Review of Vicente Amorim's Good
By Alessandra Cavisi - translated by Cindalea
26 October 2008
Source:
Livecity (Italy)
© Odd Lot Entertainment, LLC.
The movie is set in Germany, in the years of Hitler and Nazism.
Halder is a university professor with some troubles in his family: an ill mother, an absent-minded wife, and two young children growing up.When he writes a novel where the protagonist helps his beloved girlfriend to kill herself because of a grievous incurable disease, his life radically changes, with consequences which he won't realize until he is in the face of the bare hard reality.
This movie with almost imperceivable borders, hits you like a punch in the stomach, especially thanks to the exceptional and unrivalled performance of the great Viggo Mortensen, who brings to life a seemingly poor-calibre character, who is really complex instead, and carries a lot of troublesome questions.
A set of very important subjects is bound together with the apparent main theme of the movie: the Nazi context in the Germany of the late '30s and early '40s. If you look beyond the surface though, beyond topics like euthanasia, friendship, family, the ideals you fight for right to the end, or the inability to understand cruel and perverse mechanisms, you can find the more interesting theme of Good: the choices which Halder makes day by day, driven by the events, without realizing the real effects of his behaviour, acting with the only purpose being not to be swept away and not to jeopardize his life and his career.
The Nazism is almost an excuse to tell the story of a man put in the face of huge dilemmas, not completely aware of the grim reality which surrounds him. From this point of view, it could seem like a movie which tries to show a Nazi Germany where the policemen or the ones who embraced the Nazi ideas didn't know they were hurting a lot of people and didn't know Hitler's intentions and plans.

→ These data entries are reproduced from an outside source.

use serde::{Deserialize, Serialize};

use crate::{geopoint::GeoPoint, weighting::Kilometers};

/// One leg of a provider route, from `start` to `end`.
#[derive(Debug, Clone, PartialEq, Serialize, Deserialize)]
pub struct RouteSegment {
    start: GeoPoint,
    end: GeoPoint,

    /// Provider identifier of the step, if any
    #[serde(default, skip_serializing_if = "Option::is_none")]
    id: Option<String>,

    /// Distance reported by the provider, in kilometers
    #[serde(default, skip_serializing_if = "Option::is_none")]
    declared_distance: Option<Kilometers>,
}

impl RouteSegment {
    pub fn new(start: GeoPoint, end: GeoPoint) -> RouteSegment {
        RouteSegment {
            start,
            end,
            id: None,
            declared_distance: None,
        }
    }

    pub fn with_id(mut self, id: impl Into<String>) -> RouteSegment {
        self.id = Some(id.into());
        self
    }

    pub fn with_declared_distance(mut self, distance: Kilometers) -> RouteSegment {
        self.declared_distance = Some(distance);
        self
    }

    pub fn start(&self) -> &GeoPoint {
        &self.start
    }

    pub fn end(&self) -> &GeoPoint {
        &self.end
    }

    pub fn id(&self) -> Option<&str> {
        self.id.as_deref()
    }

    pub fn declared_distance(&self) -> Option<Kilometers> {
        self.declared_distance
    }

    pub fn is_degenerate(&self) -> bool {
        self.start == self.end
    }
}
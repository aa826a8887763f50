//! Eco-friendly route planning.
//!
//! Route segments from a routing provider are weighted by their great-circle
//! length times a traffic factor and an environmental factor, assembled into a
//! directed [`RouteGraph`], and searched with Dijkstra for the cheapest path.

mod constants;
pub mod config;
pub mod error;
pub mod factors;
pub mod geopoint;
pub mod graph;
pub mod graph_builder;
pub mod planner;
pub mod routing;
pub mod segment;
mod stopwatch;
#[cfg(test)]
mod test_utils;
pub mod weighting;

pub use config::PlannerConfig;
pub use error::{EcoRouteError, FactorKind, NodeRole, Result};
pub use factors::{EnvironmentSummary, FactorSummary, TrafficSummary};
pub use geopoint::{GeoPoint, distance, haversine_distance};
pub use graph::{EdgeId, Graph, GraphEdge, NodeId, RouteGraph};
pub use graph_builder::{RouteGraphBuilder, build_route_graph};
pub use planner::{EcoRoutePlanner, PlanningRequest};
pub use routing::dijkstra::{Dijkstra, solve};
pub use routing::eco_route::{EcoRoute, RouteLeg};
pub use routing::shortest_path_algorithm::ShortestPathAlgorithm;
pub use segment::RouteSegment;
pub use weighting::{DistancePolicy, EcoWeighting, Kilometers, Weight, Weighting};
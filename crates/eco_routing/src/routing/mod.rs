pub mod dijkstra;
pub mod eco_route;
pub mod shortest_path_algorithm;
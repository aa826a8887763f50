use rayon::prelude::*;
use serde::{Deserialize, Serialize};
use tracing::{debug, instrument};

use crate::{
    config::PlannerConfig,
    error::Result,
    factors::{EnvironmentSummary, FactorSummary, TrafficSummary},
    geopoint::GeoPoint,
    graph::RouteGraph,
    graph_builder::RouteGraphBuilder,
    routing::{dijkstra::solve, eco_route::EcoRoute},
    segment::RouteSegment,
    weighting::EcoWeighting,
};

/// Everything a single planning query needs, as handed over by the data providers.
#[derive(Debug, Clone, Serialize, Deserialize)]
pub struct PlanningRequest {
    pub segments: Vec<RouteSegment>,

    #[serde(default, skip_serializing_if = "Option::is_none")]
    pub traffic: Option<TrafficSummary>,

    #[serde(default, skip_serializing_if = "Option::is_none")]
    pub environment: Option<EnvironmentSummary>,

    pub origin: GeoPoint,
    pub destination: GeoPoint,
}

/// Builds route graphs and solves queries over them. Holds configuration only,
/// every call works on its own graph.
#[derive(Debug, Clone)]
pub struct EcoRoutePlanner {
    config: PlannerConfig,
    builder: RouteGraphBuilder<EcoWeighting>,
}

impl Default for EcoRoutePlanner {
    fn default() -> Self {
        let config = PlannerConfig::default();
        let builder = RouteGraphBuilder::new(EcoWeighting::new(config.distance_policy));
        EcoRoutePlanner { config, builder }
    }
}

impl EcoRoutePlanner {
    pub fn new(config: PlannerConfig) -> Result<Self> {
        config.validate()?;

        let builder = RouteGraphBuilder::new(EcoWeighting::new(config.distance_policy));
        Ok(EcoRoutePlanner { config, builder })
    }

    pub fn config(&self) -> &PlannerConfig {
        &self.config
    }

    /// Missing summaries fall back to the configured default factors.
    pub fn build_graph(
        &self,
        segments: &[RouteSegment],
        traffic: Option<&TrafficSummary>,
        environment: Option<&EnvironmentSummary>,
    ) -> Result<RouteGraph> {
        let default_traffic;
        let traffic = match traffic {
            Some(traffic) => traffic,
            None => {
                default_traffic = FactorSummary::uniform(self.config.default_traffic_factor);
                &default_traffic
            }
        };

        let default_environment;
        let environment = match environment {
            Some(environment) => environment,
            None => {
                default_environment =
                    FactorSummary::uniform(self.config.default_environment_factor);
                &default_environment
            }
        };

        self.builder.build(segments, traffic, environment)
    }

    pub fn solve(
        &self,
        graph: &RouteGraph,
        origin: &GeoPoint,
        destination: &GeoPoint,
    ) -> Result<EcoRoute> {
        solve(graph, origin, destination)
    }

    #[instrument(level = "debug", skip_all, fields(segments = request.segments.len()))]
    pub fn plan(&self, request: &PlanningRequest) -> Result<EcoRoute> {
        let graph = self.build_graph(
            &request.segments,
            request.traffic.as_ref(),
            request.environment.as_ref(),
        )?;

        let route = self.solve(&graph, &request.origin, &request.destination)?;
        debug!(
            waypoints = route.waypoints().len(),
            weight = route.weight(),
            "planned eco route"
        );

        Ok(route)
    }

    /// Solves every `(origin, destination)` query against the same graph in parallel.
    /// Results are returned in query order.
    pub fn solve_many(
        &self,
        graph: &RouteGraph,
        queries: &[(GeoPoint, GeoPoint)],
    ) -> Vec<Result<EcoRoute>> {
        debug!(queries = queries.len(), "solving batch");

        queries
            .par_iter()
            .map(|(origin, destination)| solve(graph, origin, destination))
            .collect()
    }
}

Actually, it's nothing like that, because this isn't the story of the whole Germany or the story of all the Nazis, this is the story of a complicated and suffering man, a university professor who has to struggle with the small/big problems of life: an ill mother who depends totally upon him, a wife who has long periods of "absence" and is very mutable in her love for him, the best friend, a psychologist who soon finds himself on the opposite side of the distressing and lethal river that was Nazism.
One of the details which most impresses you is that the protagonist, when he feels particularly nervous or excited, sees the people around him making some weird singing performance. Halder entrusts it to his psychologist friend but he cannot find an explanation for this situation, so he goes on, worrying about the problems he has to face day by day, without thinking about the future and what it can bring him.
He is a very practical man, who doesn't waste time thinking about what happens beyond his little world, but he begins to open his eyes as horror and panic become more and more evident.
Another great value of Good is that this movie tells in a very simple way one of the greatest dramas of history (and there are so many movies about this subject, not all successful), being able to convey the reactions of the innocent people, forced to give up their ideals, their own life (the character of the best friend is very strong and well-constructed) and the disarming and paralysing nonchalance in the behaviour of the Nazis, who were convinced that their opinions claimed their opinions were the most right and natural ones (the character of Halder's second wife is terrifying in a very strong scene, when she feels a strong sex drive towards her husband after he wears the Nazi uniform for the first time).
Two sequences stick in the viewers mind more than any other, both because they are highly emotional and because of the way they are shot and played: the first one is when Halder goes to visit his mother, who is in a pitiful state by now (the performance of Gemma Jones is really deep, especially in this visual and emotionally high-impact scene) and the other one is the terrific final scene, where all the horror is disclosed before our eyes and Halder's eyes: his face crossed by a pain and awareness tears deeply and strongly hurts our hearts and souls.